[Records from a dataset]

+++

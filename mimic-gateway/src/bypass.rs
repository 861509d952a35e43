//! Bypass Evaluator (C3): a pure function over ordered, pre-compiled
//! pass-through rules. Compiled once at session start (see
//! `config::CompiledBypassRule`), so evaluation never pays regex
//! compilation cost per request.

use crate::config::CompiledBypassRule;

/// `isPassThrough(host, path, destPort, rules)`.
///
/// A rule matches if every field it specifies matches: host regex against
/// `host` (when both the rule and the request have one), path regex
/// against `path` likewise, and exact port equality when the rule's port
/// is non-zero. Absent rule fields are wildcards. Rules are evaluated in
/// order; the first full match short-circuits `true`.
///
/// A protocol plugin may call this before headers are parsed, in which
/// case `host`/`path` are `None` and only the port criterion applies.
pub fn is_pass_through(
    host: Option<&str>,
    path: Option<&str>,
    dest_port: u16,
    rules: &[CompiledBypassRule],
) -> bool {
    rules.iter().any(|rule| rule_matches(rule, host, path, dest_port))
}

fn rule_matches(rule: &CompiledBypassRule, host: Option<&str>, path: Option<&str>, dest_port: u16) -> bool {
    if let Some(host_pattern) = &rule.host {
        match host {
            Some(host) if host_pattern.is_match(host) => {}
            _ => return false,
        }
    }

    if let Some(path_pattern) = &rule.path {
        match path {
            Some(path) if path_pattern.is_match(path) => {}
            _ => return false,
        }
    }

    if rule.port != 0 && rule.port != dest_port {
        return false;
    }

    true
}

#[cfg(test)]
mod tests {
    use super::*;
    use crate::config::BypassRule;

    fn compile(rules: &[BypassRule]) -> Vec<CompiledBypassRule> {
        rules.iter().map(CompiledBypassRule::compile).collect::<anyhow::Result<_>>().expect("valid rules")
    }

    #[test]
    fn host_rule_short_circuits_regardless_of_port() {
        let rules = compile(&[BypassRule {
            host: Some(r"^internal\.".to_owned()),
            path: None,
            port: 0,
        }]);

        assert!(is_pass_through(Some("internal.svc"), None, 9999, &rules));
        assert!(!is_pass_through(Some("external.svc"), None, 9999, &rules));
    }

    #[test]
    fn port_only_rule_applies_before_headers_are_parsed() {
        let rules = compile(&[BypassRule {
            host: None,
            path: None,
            port: 5432,
        }]);

        assert!(is_pass_through(None, None, 5432, &rules));
        assert!(!is_pass_through(None, None, 80, &rules));
    }

    #[test]
    fn first_full_match_wins_over_later_rules() {
        let rules = compile(&[
            BypassRule {
                host: Some("^a$".to_owned()),
                path: None,
                port: 0,
            },
            BypassRule {
                host: Some("^a$".to_owned()),
                path: Some("^/never$".to_owned()),
                port: 0,
            },
        ]);

        assert!(is_pass_through(Some("a"), Some("/anything"), 1, &rules));
    }

    #[test]
    fn is_pure_function_of_its_inputs() {
        let rules = compile(&[BypassRule {
            host: Some("^a$".to_owned()),
            path: None,
            port: 0,
        }]);

        let first = is_pass_through(Some("a"), None, 1, &rules);
        let second = is_pass_through(Some("a"), None, 1, &rules);
        assert_eq!(first, second);
    }
}
//! Mock Capture Sink (C8): turns a completed `HttpPair` into a canonical
//! record and hands it to the outbound mock stream.

use std::collections::BTreeMap;

use mock_sink::{CanonicalPayload, CapturedMock, MockKind, MockSinkSender};
use tracing::debug;

use crate::bypass::is_pass_through;
use crate::config::CompiledBypassRule;
use crate::error::EngineError;
use crate::http::gzip;
use crate::http::message::{header_lookup, parse_request_head, parse_response_head, HttpPair};

/// Re-parses completed exchanges, applies a final bypass check, and
/// forwards survivors to the sink's unbounded channel. Never blocks the
/// HTTP engine: `capture` only enqueues.
pub struct CaptureSink {
    sender: MockSinkSender,
    bypass_rules: Vec<CompiledBypassRule>,
}

impl CaptureSink {
    pub fn new(sender: MockSinkSender, bypass_rules: Vec<CompiledBypassRule>) -> Self {
        Self { sender, bypass_rules }
    }

    pub fn capture(&self, pair: HttpPair) {
        if let Err(error) = self.try_capture(pair) {
            debug!(%error, "dropping malformed captured exchange");
        }
    }

    fn try_capture(&self, pair: HttpPair) -> Result<(), EngineError> {
        let (request_head, request_body) = split_head_and_body(&pair.request_bytes)?;
        let request = parse_request_head(request_head)?;
        let host = header_lookup(&request.headers, "Host");

        if is_pass_through(host, Some(request.path.as_str()), pair.destination_port, &self.bypass_rules) {
            return Ok(());
        }

        let (response_head, response_body) = split_head_and_body(&pair.response_bytes)?;
        let response = parse_response_head(response_head)?;

        let response_body = if header_lookup(&response.headers, "Content-Encoding").is_some_and(|v| v.eq_ignore_ascii_case("gzip")) {
            gzip::decompress(response_body)?
        } else {
            response_body.to_vec()
        };

        self.sender.send(CapturedMock {
            kind: MockKind::Http,
            request: CanonicalPayload {
                status_or_method: request.method.clone(),
                url_or_empty: request.url.clone(),
                headers: canonicalize_headers(&request.headers),
                query: request.query.clone(),
                body: request_body.to_vec(),
            },
            response: CanonicalPayload {
                status_or_method: response.status.to_string(),
                url_or_empty: String::new(),
                headers: canonicalize_headers(&response.headers),
                query: BTreeMap::new(),
                body: response_body,
            },
            request_at_ms: pair.request_at_ms,
            response_at_ms: pair.response_at_ms,
            destination_port: pair.destination_port,
        });

        Ok(())
    }
}

fn split_head_and_body(bytes: &[u8]) -> Result<(&[u8], &[u8]), EngineError> {
    let pos = bytes
        .windows(4)
        .position(|w| w == b"\r\n\r\n")
        .ok_or(EngineError::ProtocolViolation("missing header terminator in captured bytes"))?;
    Ok((&bytes[..pos + 4], &bytes[pos + 4..]))
}

fn canonicalize_headers(headers: &[(String, String)]) -> BTreeMap<String, String> {
    headers.iter().map(|(k, v)| (k.to_ascii_lowercase(), v.clone())).collect()
}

+++

- [What is expected] Scan the data above; copy every line where "EngineError" appears.

- [Completed task]
use crate::error::EngineError;
    fn try_capture(&self, pair: HttpPair) -> Result<(), EngineError> {
fn split_head_and_body(bytes: &[u8]) -> Result<(&[u8], &[u8]), EngineError> {
        .ok_or(EngineError::ProtocolViolation("missing header terminator in captured bytes"))?;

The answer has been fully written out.